From then on we met frequently and had long talks about philosophy and the meaning of life. I met his
friend Otto and his girlfriend and for what i can infer now, I can tell that they either met through the
dianetics or they introduced him to the dianetics (nowadays known as scientology) I always had the
feeling that otto and his girlfriend were more interested in finding gold hiding in old houses using the
dianetics methods. Meanwhile, Julio was painting and Otto would do the rounds through the art galleries
in Mexico city.
One day my mother asked me to invite Julio out for dinner in our home We lived in El Paraiso, which,
at the time, was just a rural town with no running water, sewer or electricity, the roads (we used to call
the streets) were just a trail path through the nopal cactus and my house was just a shack or a hut . He
said yes and came over. My mother made some chicken and rabbit Mixiotes but they turned out to be too
spicy for Julio who had some heart problems at the time. Nevertheless, the dinner was a success and
my mother (an intellectual of sorts) had a great conversation about art and music with him. We had a
dog with a litter of puppies and he took one with him and name her Pascuala.
After that,against my mother's wishes (I was a minor at the time) I spent several weeks at his house in
“Cerro verde”. That was the time when he was starting his series of ‘Retablos’ and if you happen to see
one of them you'll see a puppy next to Santa Pascuala and her missing foot, that was the puppy we gave
him, He later gave her away because his lifestyle did not aloud him to take care of her.. He was making a
portrait of a woman who was the daughter of a factory owner in tulancingo, and a nopal cactus landscape
that was fascinating because it looked like it was photographed from above… I wish I had that one.
We continued to be friends. We have dinner often at the archidiocesis of Tulancingo because he was
lobbying the archbishop to aloud him to paint the cathedral murals.

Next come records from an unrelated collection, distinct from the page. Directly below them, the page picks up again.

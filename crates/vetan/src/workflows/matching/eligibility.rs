use chrono::{Datelike, NaiveDate};

/// Scheme rule: applicants must be at least 21 on the day they apply.
pub const MINIMUM_AGE_YEARS: i32 = 21;

/// Completed years between `date_of_birth` and `as_of`, by calendar
/// anniversary rather than day counting. A leap-day birthdate completes its
/// year on March 1 in non-leap years.
pub fn age_in_years(date_of_birth: NaiveDate, as_of: NaiveDate) -> i32 {
    let mut age = as_of.year() - date_of_birth.year();
    if (as_of.month(), as_of.day()) < (date_of_birth.month(), date_of_birth.day()) {
        age -= 1;
    }
    age
}

pub fn is_eligible(date_of_birth: NaiveDate, as_of: NaiveDate) -> bool {
    age_in_years(date_of_birth, as_of) >= MINIMUM_AGE_YEARS
}
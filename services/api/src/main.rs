use vetan_api::run;

#[tokio::main]
async fn main() {
    if let Err(err) = run().await {
        eprintln!("application error: {err}");
        std::process::exit(1);
    }
}
use super::domain::{SessionId, WizardSession};

/// Storage abstraction so the wizard service can be exercised in isolation.
pub trait SessionStore: Send + Sync {
    fn insert(&self, session: WizardSession) -> Result<WizardSession, SessionStoreError>;
    fn update(&self, session: WizardSession) -> Result<(), SessionStoreError>;
    fn fetch(&self, id: &SessionId) -> Result<Option<WizardSession>, SessionStoreError>;
}

/// Error enumeration for session store failures.
#[derive(Debug, thiserror::Error)]
pub enum SessionStoreError {
    #[error("session already exists")]
    Conflict,
    #[error("session not found")]
    NotFound,
    #[error("session store unavailable: {0}")]
    Unavailable(String),
}
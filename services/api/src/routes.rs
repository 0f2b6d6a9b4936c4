use crate::infra::AppState;
use axum::http::{header, StatusCode};
use axum::response::IntoResponse;
use axum::Extension;
use axum::Json;
use serde_json::json;
use std::sync::Arc;
use vetan::workflows::matching::{
    wizard_router, MatchWizardService, RankingGateway, SessionStore,
};

pub(crate) fn with_wizard_routes<S, G>(service: Arc<MatchWizardService<S, G>>) -> axum::Router
where
    S: SessionStore + 'static,
    G: RankingGateway + 'static,
{
    wizard_router(service)
        .route("/health", axum::routing::get(healthcheck))
        .route("/ready", axum::routing::get(readiness_endpoint))
        .route("/metrics", axum::routing::get(metrics_endpoint))
}

pub(crate) async fn healthcheck() -> Json<serde_json::Value> {
    Json(json!({ "status": "ok" }))
}

pub(crate) async fn readiness_endpoint(Extension(state): Extension<AppState>) -> impl IntoResponse {
    let ready = state.readiness.load(std::sync::atomic::Ordering::Relaxed);
    let status = if ready {
        StatusCode::OK
    } else {
        StatusCode::SERVICE_UNAVAILABLE
    };

    let payload = if ready {
        json!({ "status": "ready" })
    } else {
        json!({ "status": "initializing" })
    };

    (status, Json(payload))
}

pub(crate) async fn metrics_endpoint(Extension(state): Extension<AppState>) -> impl IntoResponse {
    (
        StatusCode::OK,
        [(header::CONTENT_TYPE, "text/plain; version=0.0.4")],
        state.metrics.render(),
    )
}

At some point I was admitted in the school of Veterinary medicine at the Universidad Metropolitana and
soon after I moved to Mexico city. After that we saw each other less often but one day we had a very
agitated conversation about something. It must have been politics or something in between. He used to
dream of the old times when the intelectuals used to rub elbows with ‘la creme de la creme’, and I was a
a young dreamer os a better world with social justice and equality of wealth and rights.We argued and I
stormed out of the cafe very uneasy. Couple weeks after I read something he wrote in ‘El Sol de Hidalgo.

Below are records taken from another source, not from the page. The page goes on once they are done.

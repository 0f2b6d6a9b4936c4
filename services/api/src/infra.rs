use async_trait::async_trait;
use chrono::NaiveDate;
use metrics_exporter_prometheus::PrometheusHandle;
use std::collections::HashMap;
use std::sync::atomic::AtomicBool;
use std::sync::{Arc, Mutex};
use vetan::localization::Language;
use vetan::workflows::matching::{
    GeminiGateway, RankingGateway, RankingGatewayError, SessionId, SessionStore,
    SessionStoreError, WizardSession,
};

#[derive(Clone)]
pub(crate) struct AppState {
    pub(crate) readiness: Arc<AtomicBool>,
    pub(crate) metrics: Arc<PrometheusHandle>,
}

#[derive(Default, Clone)]
pub(crate) struct InMemorySessionStore {
    sessions: Arc<Mutex<HashMap<SessionId, WizardSession>>>,
}

impl SessionStore for InMemorySessionStore {
    fn insert(&self, session: WizardSession) -> Result<WizardSession, SessionStoreError> {
        let mut guard = self.sessions.lock().expect("session store mutex poisoned");
        if guard.contains_key(&session.id) {
            return Err(SessionStoreError::Conflict);
        }
        guard.insert(session.id.clone(), session.clone());
        Ok(session)
    }

    fn update(&self, session: WizardSession) -> Result<(), SessionStoreError> {
        let mut guard = self.sessions.lock().expect("session store mutex poisoned");
        if guard.contains_key(&session.id) {
            guard.insert(session.id.clone(), session);
            Ok(())
        } else {
            Err(SessionStoreError::NotFound)
        }
    }

    fn fetch(&self, id: &SessionId) -> Result<Option<WizardSession>, SessionStoreError> {
        let guard = self.sessions.lock().expect("session store mutex poisoned");
        Ok(guard.get(id).cloned())
    }
}

/// Gateway used when no API key is configured. Every request fails, which the
/// ranking client turns into the degraded full-catalog listing.
#[derive(Default, Clone)]
pub(crate) struct OfflineRankingGateway;

#[async_trait]
impl RankingGateway for OfflineRankingGateway {
    async fn request_ranking(&self, _prompt: &str) -> Result<String, RankingGatewayError> {
        Err(RankingGatewayError::Disabled)
    }
}

/// Gateway that answers every request with a fixed reply. The CLI demo uses
/// it to show the ranked path without network access.
#[derive(Clone)]
pub(crate) struct ScriptedRankingGateway {
    reply: String,
}

impl ScriptedRankingGateway {
    pub(crate) fn new(reply: String) -> Self {
        Self { reply }
    }
}

#[async_trait]
impl RankingGateway for ScriptedRankingGateway {
    async fn request_ranking(&self, _prompt: &str) -> Result<String, RankingGatewayError> {
        Ok(self.reply.clone())
    }
}

/// The ranking transports the binary can be wired with.
pub(crate) enum RankingBackend {
    Gemini(GeminiGateway),
    Offline(OfflineRankingGateway),
    Scripted(ScriptedRankingGateway),
}

#[async_trait]
impl RankingGateway for RankingBackend {
    async fn request_ranking(&self, prompt: &str) -> Result<String, RankingGatewayError> {
        match self {
            RankingBackend::Gemini(gateway) => gateway.request_ranking(prompt).await,
            RankingBackend::Offline(gateway) => gateway.request_ranking(prompt).await,
            RankingBackend::Scripted(gateway) => gateway.request_ranking(prompt).await,
        }
    }
}

pub(crate) fn parse_date(raw: &str) -> Result<NaiveDate, String> {
    NaiveDate::parse_from_str(raw.trim(), "%Y-%m-%d")
        .map_err(|err| format!("failed to parse '{raw}' as YYYY-MM-DD ({err})"))
}

pub(crate) fn parse_language(raw: &str) -> Result<Language, String> {
    Language::parse(raw).ok_or_else(|| {
        let offered: Vec<&str> = Language::ALL.iter().map(|lang| lang.code()).collect();
        format!("'{raw}' is not an offered language (try one of {})", offered.join(", "))
    })
}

In that article he was talking about what we talked about that night. He didn't mention my name, but he
said that ‘someone who thinks that just because he is very good at playing chess, can have an opinion
about…’ I can't say with certainty, I just know it was me who he was talking about…
We never saw each other again. Life took me all the way to chicago and just recently, in the last year I
have some contact with some pieces of my past life in tulancingo. I know he is dead, I know many
people have no respect for him, but for bad or for good he made a mark in my life.
One day he saw something I wrote and told me “It reminds me of a poem by my uncle Julio Torri:
¡Circe, diosa venerable! He seguido puntualmente tus avisos. Mas no me hice amarrar al mástil
cuando divisamos la isla de las sirenas, porque iba resuelto a perderme. En medio del mar
silencioso estaba la pradera fatal. Parecía un cargamento de violetas errante por las aguas.
¡Circe, noble diosa de los hermosos cabellos! Mi destino es cruel. Como iba resuelto a
perderme, las sirenas no cantaron para mí!
I Don't remember what I wrote back then… But at this point, it doesn't matter anymore… Ironically, that
poem of his uncle has been the compass of my life.